|After reading the above about Anthro and Kamandi, I think whatever love I still had left in my sad, cracked heart for George died with a small sigh.|
George used to be good because he was prepared to drag ideas that ostensibly had nothing to do with comics (beat poetry, pop culture, contemporary politics, teh darque magicks and so on) into his work. All right, everybody does that nowadays, but for a while back there George's comics were futuristic, and inspiring.
These days though, he seems to increasingly drawing on comics from the Seventies as his main inspiration, like an avant garde musician 'going back to his roots', which is always, IMVHO, a mistake. The retro-classicism he's currently hawking round the place at DC works for some (James Robertson for example) but it does seem a bit hopeless for George, in much the same way as Bob Dylan's conversion to Christianity left a sour taste, at the time.

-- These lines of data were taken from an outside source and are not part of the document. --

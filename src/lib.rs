//! Freehand drawing surface with brush and eraser strokes.
//!
//! Strokes are recorded in logical canvas coordinates, repainted in full onto
//! a Cairo backing store whenever something visible changes, and exported as
//! PNG. Eraser strokes reveal the theme background through every stroke
//! painted before them.
//!
//! The [`Sketchpad`] ties the pieces together; the modules are public so a
//! platform layer can use the input state machine or the renderer directly.

pub mod config;
pub mod draw;
pub mod export;
pub mod input;
pub mod sketchpad;
pub mod util;

pub use config::Config;
pub use sketchpad::{DispatchOutcome, Sketchpad};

In short, George's series of fractured homages to the greats of the Sixties, and especially the Seventies (Neal Adams, Len Wein, Jack 'The King' Kirby and so on) is really beginning to grate. I was around for all that the first time, and it was interesting stuff, for the most part; I'd just been through a messy divorce, and for the first time in a long time I was centring myself, albeit with recourse to transcendental medication. But that was then, and this is now.
I'll go out and slavishly buy the thing, of course, all seven issues, but I suspect I'm going to hate myself in the morning every fourth Sunday, for as long as the series lasts.
Although I hope to be proved wrong. At my age, even the most minor disappointment is life-threatening.